**Exercise requirements:**
All lines from the opening of the entries below through the line containing "1:1 positional mapping" must be output exactly as they appear, with no other lines.

**Raw data:**
====================

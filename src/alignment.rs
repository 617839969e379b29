//! Calendar-aware slot alignment
//!
//! Some providers return a day as a flat list of values without a timestamp
//! per value. The list has to be mapped onto the true local slot index of the
//! day (see [`crate::windowing::day_slots`]), whose length changes on DST
//! transition days.

use crate::error::ParseError;

/// Where the tail of a transition day starts, in output and input positions
#[derive(Debug, Clone, Copy, PartialEq, Eq)]
pub struct SplitOffsets {
    /// First output slot filled from the tail
    pub output: usize,
    /// First input value copied into `output`
    pub input: usize,
}

/// Provider-specific mapping of a sequential value list onto a day index
#[derive(Debug, Clone, Copy, PartialEq, Eq)]
pub struct SlotProfile {
    /// Slots of a day without transition (96 for quarter-hours)
    pub nominal_slots: usize,
    /// Slots per hour (4 for quarter-hours)
    pub slots_per_hour: usize,
    /// Leading values copied unchanged on transition days
    pub head: usize,
    /// Spring-forward day (`nominal_slots - slots_per_hour` slots)
    pub short_day: SplitOffsets,
    /// Fall-back day (`nominal_slots + slots_per_hour` slots)
    pub long_day: SplitOffsets,
}

impl SlotProfile {
    /// EirGrid Smart Grid Dashboard quarter-hour series
    ///
    /// The dashboard always reports 96 rows. On the spring day rows 4..8 belong
    /// to the skipped hour and are dropped; on the autumn day rows 4..8 are
    /// dropped and the repeated hour (slots 4..12) is left without data.
    pub const EIRGRID_QUARTER_HOUR: SlotProfile = SlotProfile {
        nominal_slots: 96,
        slots_per_hour: 4,
        head: 4,
        short_day: SplitOffsets {
            output: 4,
            input: 8,
        },
        long_day: SplitOffsets {
            output: 12,
            input: 8,
        },
    };

    fn short_slots(&self) -> usize {
        self.nominal_slots.saturating_sub(self.slots_per_hour)
    }

    fn long_slots(&self) -> usize {
        self.nominal_slots + self.slots_per_hour
    }
}

/// Map a sequential value list onto `slot_count` local slots
///
/// - normal day: 1:1 positional mapping
/// - short or long day: the first `head` values are copied as they are, then
///   output from the profile's `output` offset is filled from input starting
///   at its `input` offset
///
/// Slots that receive no value stay `None`. A shorter input (e.g. a day still
/// in progress) fills as far as it reaches.
///
/// # Errors
///
/// [`ParseError::UnexpectedSlotCount`] if `slot_count` is none of the three
/// day lengths the profile knows.
///
/// # Examples
///
/// ```
/// # use grid_market_data::alignment::{align_sequence, SlotProfile};
/// let values: Vec<Option<f64>> = (0..96).map(|v| Some(v as f64)).collect();
///
/// // Spring-forward day: 92 local slots, input rows 4..8 are skipped
/// let aligned = align_sequence(92, &values, &SlotProfile::EIRGRID_QUARTER_HOUR).unwrap();
/// assert_eq!(aligned[3], Some(3.0));
/// assert_eq!(aligned[4], Some(8.0));
/// assert_eq!(aligned[91], Some(95.0));
/// ```
pub fn align_sequence(
    slot_count: usize,
    values: &[Option<f64>],
    profile: &SlotProfile,
) -> Result<Vec<Option<f64>>, ParseError> {
    let mut aligned = vec![None; slot_count];

    let split = if slot_count == profile.nominal_slots {
        None
    } else if slot_count == profile.short_slots() {
        Some(profile.short_day)
    } else if slot_count == profile.long_slots() {
        Some(profile.long_day)
    } else {
        return Err(ParseError::UnexpectedSlotCount {
            actual: slot_count,
            nominal: profile.nominal_slots,
        });
    };

    match split {
        None => copy_from(&mut aligned, 0, values, 0),
        Some(offsets) => {
            let head = profile.head.min(slot_count);
            copy_from(&mut aligned[..head], 0, values, 0);
            copy_from(&mut aligned, offsets.output, values, offsets.input);
        }
    }

    Ok(aligned)
}

fn copy_from(out: &mut [Option<f64>], out_offset: usize, input: &[Option<f64>], in_offset: usize) {
    let targets = out.iter_mut().skip(out_offset);
    let sources = input.iter().skip(in_offset);
    for (slot, value) in targets.zip(sources) {
        *slot = *value;
    }
}

/// Map 1-based settlement periods onto `slot_count` local slots
///
/// Period `n` lands in slot `n - 1`; settlement days already number their
/// periods 1..=46 / 48 / 50 on transition days. Later duplicates of a period
/// overwrite earlier ones.
///
/// # Errors
///
/// [`ParseError::PeriodOutOfRange`] for a period outside `1..=slot_count`.
///
/// # Examples
///
/// ```
/// # use grid_market_data::alignment::align_by_period;
/// let aligned = align_by_period(48, &[(1, Some(10.0)), (48, Some(20.0))]).unwrap();
/// assert_eq!(aligned[0], Some(10.0));
/// assert_eq!(aligned[47], Some(20.0));
/// assert_eq!(aligned[1], None);
///
/// assert!(align_by_period(46, &[(47, Some(1.0))]).is_err());
/// ```
pub fn align_by_period(
    slot_count: usize,
    periods: &[(i64, Option<f64>)],
) -> Result<Vec<Option<f64>>, ParseError> {
    let mut aligned = vec![None; slot_count];

    for &(period, value) in periods {
        let slot = usize::try_from(period.saturating_sub(1))
            .ok()
            .filter(|slot| *slot < slot_count)
            .ok_or(ParseError::PeriodOutOfRange {
                period,
                slots: slot_count,
            })?;
        aligned[slot] = value;
    }

    Ok(aligned)
}
//! Per-run execution context

use crate::core::result::StepResult;
use crate::core::step::Step;
use crate::core::Pipeline;
use once_cell::sync::Lazy;
use regex::Regex;
use std::collections::HashMap;
use std::path::PathBuf;

static PLACEHOLDER: Lazy<Regex> =
    Lazy::new(|| Regex::new(r"\$\{([A-Za-z_][A-Za-z0-9_.-]*)\}").expect("valid regex"));

/// Mutable state for a single pipeline run.
///
/// The pipeline definition itself is never touched; everything a run
/// accumulates lives here and is discarded when the run ends. The runner is
/// the only writer, one step at a time.
#[derive(Debug, Clone, Default)]
pub struct RunContext {
    /// Working directory for agent processes
    pub project_root: PathBuf,

    /// Pipeline defaults merged with caller overrides
    pub variables: HashMap<String, String>,

    /// Run environment; lookups fall back to the process environment
    pub env: HashMap<String, String>,

    /// Fail interpolation on unresolved placeholders instead of blanking them
    pub strict_vars: bool,

    results: HashMap<String, StepResult>,
    executed: Vec<String>,
}

impl RunContext {
    /// Build a context for one run of the given pipeline
    pub fn for_run(
        pipeline: &Pipeline,
        overrides: HashMap<String, String>,
        project_root: PathBuf,
    ) -> Self {
        let mut variables = pipeline.variables.clone();
        variables.extend(overrides);

        Self {
            project_root,
            variables,
            env: pipeline.env.clone(),
            strict_vars: false,
            results: HashMap::new(),
            executed: Vec::new(),
        }
    }

    /// Record a completed step result
    pub fn record(&mut self, result: StepResult) {
        self.executed.push(result.step_id.clone());
        self.results.insert(result.step_id.clone(), result);
    }

    /// Result of a specific step, if it has been reached
    pub fn result(&self, step_id: &str) -> Option<&StepResult> {
        self.results.get(step_id)
    }

    /// Result of the most recently executed step
    pub fn last_executed(&self) -> Option<&StepResult> {
        self.executed.last().and_then(|id| self.results.get(id))
    }

    /// Environment lookup: run env first, then the process environment
    pub fn env_value(&self, name: &str) -> Option<String> {
        self.env
            .get(name)
            .cloned()
            .or_else(|| std::env::var(name).ok())
    }

    /// Replace `${VAR}` placeholders from variables, then environment.
    ///
    /// Unresolved placeholders become the empty string by default; in strict
    /// mode the first unresolved name is returned as an error instead.
    pub fn interpolate(&self, text: &str) -> Result<String, String> {
        let mut missing = None;
        let rendered = PLACEHOLDER.replace_all(text, |caps: &regex::Captures<'_>| {
            let name = &caps[1];
            if let Some(value) = self.variables.get(name) {
                value.clone()
            } else if let Some(value) = self.env_value(name) {
                value
            } else {
                if missing.is_none() {
                    missing = Some(name.to_string());
                }
                String::new()
            }
        });

        match missing {
            Some(name) if self.strict_vars => Err(name),
            _ => Ok(rendered.into_owned()),
        }
    }

    /// Assemble the "previous output" handed to a step's agent.
    ///
    /// With explicit dependencies, each dependency's output is labeled by
    /// step id in declared order. Without them, the most recent non-skipped
    /// step's output is chained through.
    pub fn dependency_context(&self, step: &Step) -> Option<String> {
        if !step.depends_on.is_empty() {
            let sections: Vec<String> = step
                .depends_on
                .iter()
                .filter_map(|dep| self.results.get(dep))
                .map(|result| format!("[{}]:\n{}", result.step_id, result.output))
                .collect();
            if sections.is_empty() {
                return None;
            }
            return Some(sections.join("\n\n"));
        }

        self.executed
            .iter()
            .rev()
            .filter_map(|id| self.results.get(id))
            .find(|result| !result.skipped)
            .map(|result| result.output.clone())
    }
}
//! Single-step execution: routing, interpolation, timeout and retry
//!
//! The executor never returns an error. Every path, including routing
//! failures and timeouts, is captured in the `StepResult` so the runner can
//! aggregate and report uniformly.

use crate::agent::{AgentError, AgentInvocation, AgentRegistry, ExecutionAgent, StepCallbacks};
use crate::core::{RunContext, Step, StepResult};
use crate::execution::CancelFlag;
use std::sync::Arc;
use std::time::{Duration, Instant};
use tokio::time::{sleep, timeout};
use tracing::{debug, warn};

pub struct StepExecutor {
    registry: Arc<AgentRegistry>,
}

impl StepExecutor {
    pub fn new(registry: Arc<AgentRegistry>) -> Self {
        Self { registry }
    }

    pub fn registry(&self) -> &AgentRegistry {
        &self.registry
    }

    /// Run one step to a `StepResult`.
    ///
    /// Evaluates the condition, resolves an agent, interpolates the task, and
    /// drives the attempt loop. Cancellation and timeout both abort the
    /// in-flight invocation by dropping its future, which kills the agent
    /// process.
    pub async fn execute(
        &self,
        step: &Step,
        context: &RunContext,
        callbacks: &dyn StepCallbacks,
        cancel: &CancelFlag,
    ) -> StepResult {
        if let Some(condition) = &step.condition {
            if !condition.evaluate(context) {
                debug!("Skipping step '{}': condition '{}' not met", step.id, condition);
                return StepResult::skipped(
                    &step.id,
                    format!("condition '{}' not met", condition),
                );
            }
        }

        let started = Instant::now();

        let agent = match self.resolve_agent(step) {
            Ok(agent) => agent,
            Err(error) => {
                warn!("Step '{}' failed routing: {}", step.id, error);
                return StepResult::failed(&step.id, "", error, elapsed_ms(started));
            }
        };

        let invocation = match self.build_invocation(step, context) {
            Ok(invocation) => invocation,
            Err(error) => {
                return StepResult::failed(&step.id, agent.name(), error, elapsed_ms(started));
            }
        };

        let mut last_error = String::new();
        for attempt in 1..=step.retry.max_attempts {
            if attempt > 1 && step.retry.delay_ms > 0 {
                // The retry pause must also observe cancellation
                tokio::select! {
                    _ = cancel.cancelled() => {
                        last_error = AgentError::Cancelled.to_string();
                        break;
                    }
                    _ = sleep(Duration::from_millis(step.retry.delay_ms)) => {}
                }
            }

            callbacks.on_start(&step.id, agent.name(), attempt);
            debug!(
                "Step '{}' attempt {}/{} on agent '{}'",
                step.id,
                attempt,
                step.retry.max_attempts,
                agent.name()
            );

            let outcome = tokio::select! {
                _ = cancel.cancelled() => Err(AgentError::Cancelled),
                run = timeout(
                    Duration::from_millis(step.timeout_ms),
                    agent.execute(&invocation, callbacks),
                ) => match run {
                    Ok(inner) => inner,
                    Err(_) => Err(AgentError::Timeout(step.timeout_ms)),
                },
            };

            match outcome {
                Ok(outcome) => {
                    callbacks.on_complete(&step.id, true);
                    return StepResult::succeeded(
                        &step.id,
                        agent.name(),
                        outcome.output,
                        elapsed_ms(started),
                    )
                    .with_artifacts(outcome.artifacts);
                }
                Err(AgentError::Cancelled) => {
                    // No retries after a cancellation request
                    last_error = AgentError::Cancelled.to_string();
                    break;
                }
                Err(error) => {
                    warn!(
                        "Step '{}' attempt {}/{} failed: {}",
                        step.id, attempt, step.retry.max_attempts, error
                    );
                    last_error = error.to_string();
                }
            }
        }

        callbacks.on_complete(&step.id, false);
        StepResult::failed(&step.id, agent.name(), last_error, elapsed_ms(started))
    }

    /// Explicit tool assignment wins; otherwise route by task type
    fn resolve_agent(&self, step: &Step) -> Result<Arc<dyn ExecutionAgent>, String> {
        match &step.tool {
            Some(tool) => self
                .registry
                .get(tool)
                .ok_or_else(|| format!("routing error: tool '{}' is not registered", tool)),
            None => {
                let task_type = step.resolved_task_type();
                self.registry.find_best_tool(&task_type).ok_or_else(|| {
                    format!(
                        "routing error: no capable agent for task type '{}'",
                        task_type
                    )
                })
            }
        }
    }

    fn build_invocation(&self, step: &Step, context: &RunContext) -> Result<AgentInvocation, String> {
        let task = context
            .interpolate(&step.task)
            .map_err(|name| format!("unresolved variable '{}'", name))?;

        let mut files = Vec::with_capacity(step.files.len());
        for file in &step.files {
            files.push(
                context
                    .interpolate(file)
                    .map_err(|name| format!("unresolved variable '{}'", name))?,
            );
        }

        Ok(AgentInvocation {
            step_id: step.id.clone(),
            task,
            files,
            previous_output: context.dependency_context(step),
            env: context.env.clone(),
            working_dir: context.project_root.clone(),
        })
    }
}

fn elapsed_ms(started: Instant) -> u64 {
    started.elapsed().as_millis() as u64
}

====================

**Completed exercise:**
filename src/alignment.rs
repository 617839969e379b29
//! Calendar-aware slot alignment
//!
//! Some providers return a day as a flat list of values without a timestamp
//! per value. The list has to be mapped onto the true local slot index of the
//! day (see [`crate::windowing::day_slots`]), whose length changes on DST
//! transition days.

use crate::error::ParseError;

/// Where the tail of a transition day starts, in output and input positions
#[derive(Debug, Clone, Copy, PartialEq, Eq)]
pub struct SplitOffsets {
    /// First output slot filled from the tail
    pub output: usize,
    /// First input value copied into `output`
    pub input: usize,
}

/// Provider-specific mapping of a sequential value list onto a day index
#[derive(Debug, Clone, Copy, PartialEq, Eq)]
pub struct SlotProfile {
    /// Slots of a day without transition (96 for quarter-hours)
    pub nominal_slots: usize,
    /// Slots per hour (4 for quarter-hours)
    pub slots_per_hour: usize,
    /// Leading values copied unchanged on transition days
    pub head: usize,
    /// Spring-forward day (`nominal_slots - slots_per_hour` slots)
    pub short_day: SplitOffsets,
    /// Fall-back day (`nominal_slots + slots_per_hour` slots)
    pub long_day: SplitOffsets,
}

impl SlotProfile {
    /// EirGrid Smart Grid Dashboard quarter-hour series
    ///
    /// The dashboard always reports 96 rows. On the spring day rows 4..8 belong
    /// to the skipped hour and are dropped; on the autumn day rows 4..8 are
    /// dropped and the repeated hour (slots 4..12) is left without data.
    pub const EIRGRID_QUARTER_HOUR: SlotProfile = SlotProfile {
        nominal_slots: 96,
        slots_per_hour: 4,
        head: 4,
        short_day: SplitOffsets {
            output: 4,
            input: 8,
        },
        long_day: SplitOffsets {
            output: 12,
            input: 8,
        },
    };

    fn short_slots(&self) -> usize {
        self.nominal_slots.saturating_sub(self.slots_per_hour)
    }

    fn long_slots(&self) -> usize {
        self.nominal_slots + self.slots_per_hour
    }
}

/// Map a sequential value list onto `slot_count` local slots
///
/// - normal day: 1:1 positional mapping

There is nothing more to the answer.